The next step that we took to help avoid flaky tests was to randomize some of
the fields that we use in our tests, as well randomizing the order that we run
tests. The two main fields that we randomize are the
id field and the
field (on records that have a time zone). Randomizing the ids helps us catch any
areas that we might be looking up records by id using ids from the wrong table.
Randomizing time zones helps us ensure that our site behaves properly no matter
what time zone a user might be in. This especially comes in handy for testing our
appointment scheduling system, ensuring that a student studying abroad in
Beijing can schedule an appointment with an advisor back in the US, for example.
Randomizing the order that tests are run helps ensure that tests aren’t inadvertently relying on each other. At first we saw a rise in build failures due to tests affecting each other, but little-by-little we would fix these flakes, which helped improve the overall quality of our tests. In particular, randomizing the order helps avoid issues where objects aren’t cleaned up properly after a test finishes, Elasticsearch indexes aren’t reset, or caches aren’t invalidated. In general, our test suite is structured in a way such that it will do this cleanup automatically and ensure that each test starts with a clean slate, but there are some special cases that rely on the developer to do this themselves.
The last step that we took was building an internal tool to monitor our test suite. We run our test suite on CircleCI, so this internal tool processes all of the data that they send to us after every build finishes. With this data we do a few different things. Since we have CircleCI split our test suite up and run it in parallel we get our code coverage percentages per build container. As a result, the first thing we do is merge the code coverage data from each container, which gives us our overall code coverage percentage. This allows us to set goals and track our progress over time. Another thing that we do is track test failures over time. Tracking failures over time allows us to monitor how our test quality is trending and helps us quickly determine whether or not a test has a history of failing.
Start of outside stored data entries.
//! PROMETHEE - Preference Ranking Organization Method for Enrichment Evaluation (PROMETHEE II).

use serde::{Deserialize, Serialize};

use crate::domain::calculation::engine::{finish, record_decision_matrix, CalculationEngine};
use crate::domain::calculation::normalization::min_max;
use crate::domain::calculation::{
    CalculationError, CalculationResult, CalculationStep, DecisionProblem, Method, StepTrace,
};

/// Preference function turning a normalized difference into a degree in [0, 1].
#[derive(Debug, Clone, Copy, PartialEq, Serialize, Deserialize)]
#[serde(tag = "kind", rename_all = "snake_case")]
pub enum PreferenceFunction {
    /// Strict preference as soon as the difference is positive.
    Usual,
    /// Preference grows linearly up to the threshold `p`.
    Linear { p: f64 },
}

impl Default for PreferenceFunction {
    fn default() -> Self {
        PreferenceFunction::Linear { p: 1.0 }
    }
}

impl PreferenceFunction {
    /// Preference degree for a difference `d` (already oriented, positive is better).
    pub fn degree(&self, d: f64) -> f64 {
        if d <= 0.0 {
            return 0.0;
        }
        match self {
            PreferenceFunction::Usual => 1.0,
            PreferenceFunction::Linear { p } => (d / p).min(1.0),
        }
    }

    /// Checks that the threshold of a linear function is positive.
    pub fn validate(&self) -> Result<(), CalculationError> {
        match self {
            PreferenceFunction::Linear { p } if !p.is_finite() || *p <= 0.0 => Err(
                CalculationError::invalid_parameter(
                    "promethee_p",
                    format!("linear threshold must be positive, got {}", p),
                ),
            ),
            _ => Ok(()),
        }
    }

    fn describe(&self) -> String {
        match self {
            PreferenceFunction::Usual => "usual criterion".to_string(),
            PreferenceFunction::Linear { p } => format!("linear criterion with p = {}", p),
        }
    }
}

/// Net outranking flow from pairwise preference degrees.
///
/// # Algorithm
/// - Oriented min-max normalization, so a positive difference always favors
///   the first alternative
/// - `π(a,b) = Σ_j w_j P_j(r_aj - r_bj)`
/// - Leaving flow: row sum of π; entering flow: column sum; net = leaving - entering
#[derive(Debug, Clone, Copy, Default)]
pub struct PrometheeEngine {
    preference: PreferenceFunction,
}

impl PrometheeEngine {
    pub fn new(preference: PreferenceFunction) -> Result<Self, CalculationError> {
        preference.validate()?;
        Ok(Self { preference })
    }
}

impl CalculationEngine for PrometheeEngine {
    fn method(&self) -> Method {
        Method::Promethee
    }

    fn calculate(&self, problem: &DecisionProblem) -> CalculationResult {
        let mut trace = StepTrace::new();
        record_decision_matrix(&mut trace, problem);

        let normalized = min_max(&problem.matrix, &problem.criteria_types);
        trace.record(CalculationStep::new(
            "Normalized Matrix",
            "Min-max normalization where 1 is the best value of each criterion",
            normalized.clone(),
            problem.criteria.clone(),
            problem.alternatives.clone(),
        ));

        let m = problem.alternative_count();
        let index: Vec<Vec<f64>> = (0..m)
            .map(|a| {
                (0..m)
                    .map(|b| {
                        if a == b {
                            return 0.0;
                        }
                        (0..problem.criterion_count())
                            .map(|j| {
                                let d = normalized[a][j] - normalized[b][j];
                                problem.weight(j) * self.preference.degree(d)
                            })
                            .sum()
                    })
                    .collect()
            })
            .collect();
        trace.record(CalculationStep::new(
            "Preference Index Matrix",
            format!(
                "Weighted preference of the row alternative over the column alternative ({})",
                self.preference.describe()
            ),
            index.clone(),
            problem.alternatives.clone(),
            problem.alternatives.clone(),
        ));

        let flows: Vec<[f64; 3]> = (0..m)
            .map(|a| {
                let leaving: f64 = index[a].iter().sum();
                let entering: f64 = index.iter().map(|row| row[a]).sum();
                [leaving, entering, leaving - entering]
            })
            .collect();
        trace.record(CalculationStep::new(
            "Outranking Flows",
            "Leaving flow (row sum), entering flow (column sum) and net flow",
            flows.iter().map(|f| f.to_vec()).collect(),
            vec![
                "Leaving Flow".to_string(),
                "Entering Flow".to_string(),
                "Net Flow".to_string(),
            ],
            problem.alternatives.clone(),
        ));

        let scores: Vec<f64> = flows.iter().map(|f| f[2]).collect();

        finish(Method::Promethee, problem, trace, "Net Flow", &scores, None)
    }
}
When it detects that a test is flaky it will create an internal incident, assign it to the author of the commit, and will alert them via Slack. This helps us ensure that flaky tests are fixed as soon as possible, so we can continue to have confidence in our test suite.
By randomizing our tests, building a tool to monitor and report flaky tests, and adding helper functions to make it easy to avoid flaky tests, we’ve seen an overall rise in the quality and reliability of our test suite. In fact, our build success rate increased by 38% over the past 6 months. We see far less flaky tests now, and when they do come up, they’re handled quickly. This allows our development team to continue trusting our test suite so we can keep iterating quickly and confidently while avoiding regressions along the way.